_Source material_
──────────────────────────────
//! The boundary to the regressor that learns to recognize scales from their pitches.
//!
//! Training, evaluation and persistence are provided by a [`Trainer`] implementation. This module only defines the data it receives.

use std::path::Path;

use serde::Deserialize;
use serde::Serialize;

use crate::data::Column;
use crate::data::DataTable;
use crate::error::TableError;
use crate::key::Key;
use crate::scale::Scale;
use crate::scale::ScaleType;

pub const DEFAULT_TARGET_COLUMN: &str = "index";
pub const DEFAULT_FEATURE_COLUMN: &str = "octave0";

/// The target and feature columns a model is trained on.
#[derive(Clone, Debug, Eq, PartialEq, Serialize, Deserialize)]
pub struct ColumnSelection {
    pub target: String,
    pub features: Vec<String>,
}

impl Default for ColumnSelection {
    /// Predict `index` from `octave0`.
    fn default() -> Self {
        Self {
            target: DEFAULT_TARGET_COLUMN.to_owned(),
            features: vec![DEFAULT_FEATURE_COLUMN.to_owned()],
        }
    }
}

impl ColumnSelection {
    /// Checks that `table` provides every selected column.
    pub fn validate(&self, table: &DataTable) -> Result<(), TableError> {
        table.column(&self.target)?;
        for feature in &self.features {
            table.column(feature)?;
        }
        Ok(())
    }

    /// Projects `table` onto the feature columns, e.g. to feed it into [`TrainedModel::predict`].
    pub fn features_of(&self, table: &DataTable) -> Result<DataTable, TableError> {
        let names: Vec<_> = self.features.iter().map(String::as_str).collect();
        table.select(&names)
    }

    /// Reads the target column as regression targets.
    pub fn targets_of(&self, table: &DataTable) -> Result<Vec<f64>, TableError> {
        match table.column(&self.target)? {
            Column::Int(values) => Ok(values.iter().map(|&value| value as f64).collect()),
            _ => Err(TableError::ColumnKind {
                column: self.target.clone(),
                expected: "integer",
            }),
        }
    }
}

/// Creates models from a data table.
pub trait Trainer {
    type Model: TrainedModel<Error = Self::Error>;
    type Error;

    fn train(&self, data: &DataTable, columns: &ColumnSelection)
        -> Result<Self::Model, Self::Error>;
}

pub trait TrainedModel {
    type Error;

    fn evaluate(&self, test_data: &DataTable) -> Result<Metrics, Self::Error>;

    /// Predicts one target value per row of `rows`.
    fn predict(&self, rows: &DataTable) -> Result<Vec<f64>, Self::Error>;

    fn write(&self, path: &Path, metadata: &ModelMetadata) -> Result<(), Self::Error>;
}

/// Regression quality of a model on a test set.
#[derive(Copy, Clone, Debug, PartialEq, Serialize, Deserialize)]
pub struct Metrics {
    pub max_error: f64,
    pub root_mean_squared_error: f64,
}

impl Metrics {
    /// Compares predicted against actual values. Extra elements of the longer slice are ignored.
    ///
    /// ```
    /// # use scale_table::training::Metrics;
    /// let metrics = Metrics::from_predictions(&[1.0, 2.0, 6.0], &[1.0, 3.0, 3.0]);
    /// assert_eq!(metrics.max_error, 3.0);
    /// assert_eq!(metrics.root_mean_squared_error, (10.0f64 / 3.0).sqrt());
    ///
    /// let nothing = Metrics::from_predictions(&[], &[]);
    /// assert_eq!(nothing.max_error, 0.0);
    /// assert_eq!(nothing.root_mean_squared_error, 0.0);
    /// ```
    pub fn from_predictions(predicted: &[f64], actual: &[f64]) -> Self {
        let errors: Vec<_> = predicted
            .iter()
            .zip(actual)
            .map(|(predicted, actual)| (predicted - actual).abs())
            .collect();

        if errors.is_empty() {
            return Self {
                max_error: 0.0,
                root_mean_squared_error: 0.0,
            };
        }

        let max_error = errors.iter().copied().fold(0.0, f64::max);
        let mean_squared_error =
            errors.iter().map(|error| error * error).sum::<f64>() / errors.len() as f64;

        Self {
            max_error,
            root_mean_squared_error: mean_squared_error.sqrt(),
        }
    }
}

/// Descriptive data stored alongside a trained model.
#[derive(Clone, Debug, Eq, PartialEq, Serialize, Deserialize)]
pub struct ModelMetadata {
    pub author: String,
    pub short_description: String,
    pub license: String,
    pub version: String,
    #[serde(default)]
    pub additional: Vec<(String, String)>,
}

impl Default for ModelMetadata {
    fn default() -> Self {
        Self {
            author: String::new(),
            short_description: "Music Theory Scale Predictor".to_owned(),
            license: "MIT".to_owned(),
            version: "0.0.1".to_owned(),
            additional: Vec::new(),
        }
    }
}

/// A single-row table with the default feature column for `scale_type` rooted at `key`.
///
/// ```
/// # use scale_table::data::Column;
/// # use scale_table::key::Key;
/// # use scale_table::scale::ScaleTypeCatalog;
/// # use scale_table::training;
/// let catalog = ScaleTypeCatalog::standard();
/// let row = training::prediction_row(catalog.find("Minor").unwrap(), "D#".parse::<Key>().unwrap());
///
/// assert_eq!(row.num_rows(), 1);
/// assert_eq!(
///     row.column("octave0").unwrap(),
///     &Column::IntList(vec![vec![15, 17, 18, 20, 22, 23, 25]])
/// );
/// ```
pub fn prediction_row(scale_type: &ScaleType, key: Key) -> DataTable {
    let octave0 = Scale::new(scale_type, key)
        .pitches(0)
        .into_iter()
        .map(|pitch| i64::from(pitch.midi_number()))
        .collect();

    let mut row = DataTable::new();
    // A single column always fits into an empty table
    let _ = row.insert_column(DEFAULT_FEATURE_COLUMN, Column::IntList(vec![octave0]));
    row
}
──────────────────────────────
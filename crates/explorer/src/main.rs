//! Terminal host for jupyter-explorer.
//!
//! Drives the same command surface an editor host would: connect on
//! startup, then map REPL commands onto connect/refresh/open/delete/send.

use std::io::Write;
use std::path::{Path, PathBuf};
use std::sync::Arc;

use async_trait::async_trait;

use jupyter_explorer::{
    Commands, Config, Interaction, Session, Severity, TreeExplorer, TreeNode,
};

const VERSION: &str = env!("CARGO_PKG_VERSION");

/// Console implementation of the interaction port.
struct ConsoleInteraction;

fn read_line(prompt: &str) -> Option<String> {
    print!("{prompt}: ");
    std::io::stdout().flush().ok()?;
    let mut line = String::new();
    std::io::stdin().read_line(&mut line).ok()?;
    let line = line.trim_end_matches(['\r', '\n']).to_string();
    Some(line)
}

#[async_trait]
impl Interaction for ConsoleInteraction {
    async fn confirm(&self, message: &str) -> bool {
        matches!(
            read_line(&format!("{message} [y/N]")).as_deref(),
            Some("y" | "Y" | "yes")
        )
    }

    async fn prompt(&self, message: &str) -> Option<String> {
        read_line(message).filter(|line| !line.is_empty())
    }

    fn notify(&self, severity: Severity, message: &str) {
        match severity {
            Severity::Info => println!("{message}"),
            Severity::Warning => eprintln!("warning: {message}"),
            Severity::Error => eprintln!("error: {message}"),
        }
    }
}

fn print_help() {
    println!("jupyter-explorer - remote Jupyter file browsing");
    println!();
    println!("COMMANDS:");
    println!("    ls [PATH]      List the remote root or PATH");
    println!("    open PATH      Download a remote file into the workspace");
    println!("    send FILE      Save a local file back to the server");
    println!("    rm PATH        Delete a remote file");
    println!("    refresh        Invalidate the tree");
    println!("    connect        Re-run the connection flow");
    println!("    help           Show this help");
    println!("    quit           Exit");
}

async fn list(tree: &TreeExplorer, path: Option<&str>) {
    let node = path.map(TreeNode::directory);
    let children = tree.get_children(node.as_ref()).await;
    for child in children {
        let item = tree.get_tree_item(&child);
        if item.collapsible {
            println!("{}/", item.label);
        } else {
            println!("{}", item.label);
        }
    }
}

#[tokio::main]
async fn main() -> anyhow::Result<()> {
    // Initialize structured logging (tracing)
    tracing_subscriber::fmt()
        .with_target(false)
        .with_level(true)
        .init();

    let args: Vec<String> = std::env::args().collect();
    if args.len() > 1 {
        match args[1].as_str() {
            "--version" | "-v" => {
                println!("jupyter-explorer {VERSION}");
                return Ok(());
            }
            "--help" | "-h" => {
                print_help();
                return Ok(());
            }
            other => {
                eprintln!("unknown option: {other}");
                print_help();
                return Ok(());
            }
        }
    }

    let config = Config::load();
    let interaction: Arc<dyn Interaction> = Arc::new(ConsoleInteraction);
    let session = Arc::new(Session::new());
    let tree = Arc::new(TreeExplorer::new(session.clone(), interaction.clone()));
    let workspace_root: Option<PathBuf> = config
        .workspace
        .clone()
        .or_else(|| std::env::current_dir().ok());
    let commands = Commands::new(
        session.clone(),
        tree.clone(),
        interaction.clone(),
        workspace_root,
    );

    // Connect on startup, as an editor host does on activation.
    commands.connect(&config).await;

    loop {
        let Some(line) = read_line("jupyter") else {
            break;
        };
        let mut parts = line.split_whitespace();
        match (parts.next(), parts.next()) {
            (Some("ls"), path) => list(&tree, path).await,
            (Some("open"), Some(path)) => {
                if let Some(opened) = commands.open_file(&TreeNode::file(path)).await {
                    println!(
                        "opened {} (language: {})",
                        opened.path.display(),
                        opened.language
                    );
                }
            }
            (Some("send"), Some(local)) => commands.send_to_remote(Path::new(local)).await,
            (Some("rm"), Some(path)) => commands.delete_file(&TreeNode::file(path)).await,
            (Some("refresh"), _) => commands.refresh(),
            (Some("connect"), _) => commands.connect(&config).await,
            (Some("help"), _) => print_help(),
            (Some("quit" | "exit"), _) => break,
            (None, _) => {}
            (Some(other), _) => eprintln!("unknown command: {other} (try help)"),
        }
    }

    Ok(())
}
──────────────────────────────
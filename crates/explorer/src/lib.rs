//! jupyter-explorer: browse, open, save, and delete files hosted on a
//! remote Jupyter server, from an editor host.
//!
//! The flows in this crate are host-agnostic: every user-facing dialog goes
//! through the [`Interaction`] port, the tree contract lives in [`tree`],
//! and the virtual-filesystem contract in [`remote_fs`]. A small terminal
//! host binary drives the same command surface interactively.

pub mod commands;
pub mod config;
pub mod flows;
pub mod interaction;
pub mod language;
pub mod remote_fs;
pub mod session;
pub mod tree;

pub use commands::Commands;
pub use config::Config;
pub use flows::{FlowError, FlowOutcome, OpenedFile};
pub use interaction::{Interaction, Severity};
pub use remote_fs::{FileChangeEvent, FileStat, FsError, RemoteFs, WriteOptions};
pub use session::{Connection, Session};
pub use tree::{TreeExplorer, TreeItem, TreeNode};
──────────────────────────────
_Goal of the exercise_
Select and copy every line of the material that holds the string "label".

_Response_
            println!("{}/", item.label);
            println!("{}", item.label);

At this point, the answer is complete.